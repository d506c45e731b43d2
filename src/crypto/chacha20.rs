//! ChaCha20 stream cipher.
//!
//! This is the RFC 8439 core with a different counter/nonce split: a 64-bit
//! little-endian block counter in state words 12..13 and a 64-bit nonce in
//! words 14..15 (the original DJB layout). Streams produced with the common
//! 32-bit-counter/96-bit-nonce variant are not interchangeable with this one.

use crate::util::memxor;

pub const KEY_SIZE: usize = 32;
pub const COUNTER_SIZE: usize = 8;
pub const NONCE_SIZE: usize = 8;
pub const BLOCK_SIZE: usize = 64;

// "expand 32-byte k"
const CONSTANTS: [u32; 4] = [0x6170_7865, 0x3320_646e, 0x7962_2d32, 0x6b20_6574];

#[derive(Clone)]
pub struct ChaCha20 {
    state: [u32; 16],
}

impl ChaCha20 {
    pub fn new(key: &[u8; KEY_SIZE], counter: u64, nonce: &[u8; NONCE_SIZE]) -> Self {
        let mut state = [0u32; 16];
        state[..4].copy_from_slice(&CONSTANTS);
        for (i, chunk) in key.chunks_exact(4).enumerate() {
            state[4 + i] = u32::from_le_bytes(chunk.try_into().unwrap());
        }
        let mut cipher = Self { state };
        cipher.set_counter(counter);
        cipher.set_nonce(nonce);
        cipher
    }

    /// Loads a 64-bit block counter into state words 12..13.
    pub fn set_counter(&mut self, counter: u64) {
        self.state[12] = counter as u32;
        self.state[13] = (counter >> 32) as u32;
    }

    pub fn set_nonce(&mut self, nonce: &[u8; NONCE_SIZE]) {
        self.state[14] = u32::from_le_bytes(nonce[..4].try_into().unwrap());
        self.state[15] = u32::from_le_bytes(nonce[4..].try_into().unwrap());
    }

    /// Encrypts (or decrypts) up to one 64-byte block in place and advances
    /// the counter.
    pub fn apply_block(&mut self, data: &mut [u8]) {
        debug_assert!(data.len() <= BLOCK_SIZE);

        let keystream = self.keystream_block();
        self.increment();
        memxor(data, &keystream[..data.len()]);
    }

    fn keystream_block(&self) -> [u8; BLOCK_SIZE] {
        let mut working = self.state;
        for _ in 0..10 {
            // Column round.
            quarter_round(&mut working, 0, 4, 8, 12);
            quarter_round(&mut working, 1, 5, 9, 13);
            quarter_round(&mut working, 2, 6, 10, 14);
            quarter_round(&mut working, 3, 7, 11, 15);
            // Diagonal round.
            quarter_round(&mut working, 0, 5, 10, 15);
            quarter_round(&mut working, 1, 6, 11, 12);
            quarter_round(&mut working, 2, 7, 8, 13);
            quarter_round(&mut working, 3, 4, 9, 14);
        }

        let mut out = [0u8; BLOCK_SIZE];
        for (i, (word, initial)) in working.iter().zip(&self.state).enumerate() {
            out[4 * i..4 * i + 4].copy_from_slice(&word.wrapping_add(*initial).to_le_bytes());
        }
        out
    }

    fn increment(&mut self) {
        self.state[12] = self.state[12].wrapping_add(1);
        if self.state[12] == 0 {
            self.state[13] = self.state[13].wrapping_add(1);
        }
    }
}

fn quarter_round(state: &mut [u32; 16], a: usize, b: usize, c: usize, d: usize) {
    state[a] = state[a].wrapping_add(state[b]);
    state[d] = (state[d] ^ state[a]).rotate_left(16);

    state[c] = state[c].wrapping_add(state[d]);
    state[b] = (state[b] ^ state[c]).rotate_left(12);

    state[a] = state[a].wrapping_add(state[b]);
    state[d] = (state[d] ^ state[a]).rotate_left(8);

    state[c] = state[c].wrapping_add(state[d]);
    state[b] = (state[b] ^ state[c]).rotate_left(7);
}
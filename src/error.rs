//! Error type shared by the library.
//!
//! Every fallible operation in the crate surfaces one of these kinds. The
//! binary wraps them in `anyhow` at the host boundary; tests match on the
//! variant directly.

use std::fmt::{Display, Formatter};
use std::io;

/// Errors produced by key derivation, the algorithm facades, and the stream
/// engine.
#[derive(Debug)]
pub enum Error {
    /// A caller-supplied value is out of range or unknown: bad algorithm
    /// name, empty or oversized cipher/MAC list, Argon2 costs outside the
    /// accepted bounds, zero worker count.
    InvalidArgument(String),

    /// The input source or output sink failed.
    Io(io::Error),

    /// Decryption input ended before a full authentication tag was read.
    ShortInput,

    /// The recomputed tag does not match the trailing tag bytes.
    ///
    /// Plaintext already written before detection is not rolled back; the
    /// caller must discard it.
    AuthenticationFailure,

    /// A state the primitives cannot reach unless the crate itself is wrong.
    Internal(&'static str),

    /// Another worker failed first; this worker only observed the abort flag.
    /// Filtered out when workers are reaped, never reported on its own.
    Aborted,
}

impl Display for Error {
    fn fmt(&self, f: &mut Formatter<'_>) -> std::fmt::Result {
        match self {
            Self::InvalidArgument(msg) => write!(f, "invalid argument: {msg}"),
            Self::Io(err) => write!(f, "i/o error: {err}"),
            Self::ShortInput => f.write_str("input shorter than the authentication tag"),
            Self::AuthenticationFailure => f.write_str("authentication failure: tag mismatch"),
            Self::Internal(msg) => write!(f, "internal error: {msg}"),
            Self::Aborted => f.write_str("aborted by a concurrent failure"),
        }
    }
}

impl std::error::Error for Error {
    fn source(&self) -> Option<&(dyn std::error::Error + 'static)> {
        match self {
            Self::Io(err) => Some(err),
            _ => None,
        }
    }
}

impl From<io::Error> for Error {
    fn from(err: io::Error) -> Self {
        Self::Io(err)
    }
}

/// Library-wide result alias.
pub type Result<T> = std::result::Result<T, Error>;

Problem statement. Word for word, repeat every entry listed above.

Output for this task.
repository d506c45e731b43d2
filename src/crypto/chacha20.rs
//! ChaCha20 stream cipher.
//!
//! This is the RFC 8439 core with a different counter/nonce split: a 64-bit
//! little-endian block counter in state words 12..13 and a 64-bit nonce in
//! words 14..15 (the original DJB layout). Streams produced with the common
//! 32-bit-counter/96-bit-nonce variant are not interchangeable with this one.

use crate::util::memxor;

pub const KEY_SIZE: usize = 32;
pub const COUNTER_SIZE: usize = 8;
pub const NONCE_SIZE: usize = 8;
pub const BLOCK_SIZE: usize = 64;

// "expand 32-byte k"
const CONSTANTS: [u32; 4] = [0x6170_7865, 0x3320_646e, 0x7962_2d32, 0x6b20_6574];

#[derive(Clone)]
pub struct ChaCha20 {
    state: [u32; 16],
}

impl ChaCha20 {
    pub fn new(key: &[u8; KEY_SIZE], counter: u64, nonce: &[u8; NONCE_SIZE]) -> Self {
        let mut state = [0u32; 16];
        state[..4].copy_from_slice(&CONSTANTS);
        for (i, chunk) in key.chunks_exact(4).enumerate() {
            state[4 + i] = u32::from_le_bytes(chunk.try_into().unwrap());
        }
        let mut cipher = Self { state };
        cipher.set_counter(counter);
        cipher.set_nonce(nonce);
        cipher
    }

    /// Loads a 64-bit block counter into state words 12..13.
    pub fn set_counter(&mut self, counter: u64) {
        self.state[12] = counter as u32;
        self.state[13] = (counter >> 32) as u32;
    }

    pub fn set_nonce(&mut self, nonce: &[u8; NONCE_SIZE]) {
        self.state[14] = u32::from_le_bytes(nonce[..4].try_into().unwrap());
        self.state[15] = u32::from_le_bytes(nonce[4..].try_into().unwrap());
    }

    /// Encrypts (or decrypts) up to one 64-byte block in place and advances
    /// the counter.
    pub fn apply_block(&mut self, data: &mut [u8]) {
        debug_assert!(data.len() <= BLOCK_SIZE);

        let keystream = self.keystream_block();
        self.increment();
        memxor(data, &keystream[..data.len()]);
    }

    fn keystream_block(&self) -> [u8; BLOCK_SIZE] {
        let mut working = self.state;
        for _ in 0..10 {
            // Column round.
            quarter_round(&mut working, 0, 4, 8, 12);
            quarter_round(&mut working, 1, 5, 9, 13);
            quarter_round(&mut working, 2, 6, 10, 14);
            quarter_round(&mut working, 3, 7, 11, 15);
            // Diagonal round.
            quarter_round(&mut working, 0, 5, 10, 15);
            quarter_round(&mut working, 1, 6, 11, 12);
            quarter_round(&mut working, 2, 7, 8, 13);
            quarter_round(&mut working, 3, 4, 9, 14);
        }

        let mut out = [0u8; BLOCK_SIZE];
        for (i, (word, initial)) in working.iter().zip(&self.state).enumerate() {
            out[4 * i..4 * i + 4].copy_from_slice(&word.wrapping_add(*initial).to_le_bytes());
        }
        out
    }

    fn increment(&mut self) {
        self.state[12] = self.state[12].wrapping_add(1);
        if self.state[12] == 0 {
            self.state[13] = self.state[13].wrapping_add(1);
        }
    }
}

fn quarter_round(state: &mut [u32; 16], a: usize, b: usize, c: usize, d: usize) {
    state[a] = state[a].wrapping_add(state[b]);
    state[d] = (state[d] ^ state[a]).rotate_left(16);

    state[c] = state[c].wrapping_add(state[d]);
    state[b] = (state[b] ^ state[c]).rotate_left(12);

    state[a] = state[a].wrapping_add(state[b]);
    state[d] = (state[d] ^ state[a]).rotate_left(8);

    state[c] = state[c].wrapping_add(state[d]);
    state[b] = (state[b] ^ state[c]).rotate_left(7);
}
filename src/error.rs
//! Error type shared by the library.
//!
//! Every fallible operation in the crate surfaces one of these kinds. The
//! binary wraps them in `anyhow` at the host boundary; tests match on the
//! variant directly.

use std::fmt::{Display, Formatter};
use std::io;

/// Errors produced by key derivation, the algorithm facades, and the stream
/// engine.
#[derive(Debug)]
pub enum Error {
    /// A caller-supplied value is out of range or unknown: bad algorithm
    /// name, empty or oversized cipher/MAC list, Argon2 costs outside the
    /// accepted bounds, zero worker count.
    InvalidArgument(String),

    /// The input source or output sink failed.
    Io(io::Error),

    /// Decryption input ended before a full authentication tag was read.
    ShortInput,

    /// The recomputed tag does not match the trailing tag bytes.
    ///
    /// Plaintext already written before detection is not rolled back; the
    /// caller must discard it.
    AuthenticationFailure,

    /// A state the primitives cannot reach unless the crate itself is wrong.
    Internal(&'static str),

    /// Another worker failed first; this worker only observed the abort flag.
    /// Filtered out when workers are reaped, never reported on its own.
    Aborted,
}

impl Display for Error {
    fn fmt(&self, f: &mut Formatter<'_>) -> std::fmt::Result {
        match self {
            Self::InvalidArgument(msg) => write!(f, "invalid argument: {msg}"),
            Self::Io(err) => write!(f, "i/o error: {err}"),
            Self::ShortInput => f.write_str("input shorter than the authentication tag"),
            Self::AuthenticationFailure => f.write_str("authentication failure: tag mismatch"),
            Self::Internal(msg) => write!(f, "internal error: {msg}"),
            Self::Aborted => f.write_str("aborted by a concurrent failure"),
        }
    }
}

impl std::error::Error for Error {
    fn source(&self) -> Option<&(dyn std::error::Error + 'static)> {
        match self {
            Self::Io(err) => Some(err),
            _ => None,
        }
    }
}

impl From<io::Error> for Error {
    fn from(err: io::Error) -> Self {
        Self::Io(err)
    }
}

/// Library-wide result alias.
pub type Result<T> = std::result::Result<T, Error>;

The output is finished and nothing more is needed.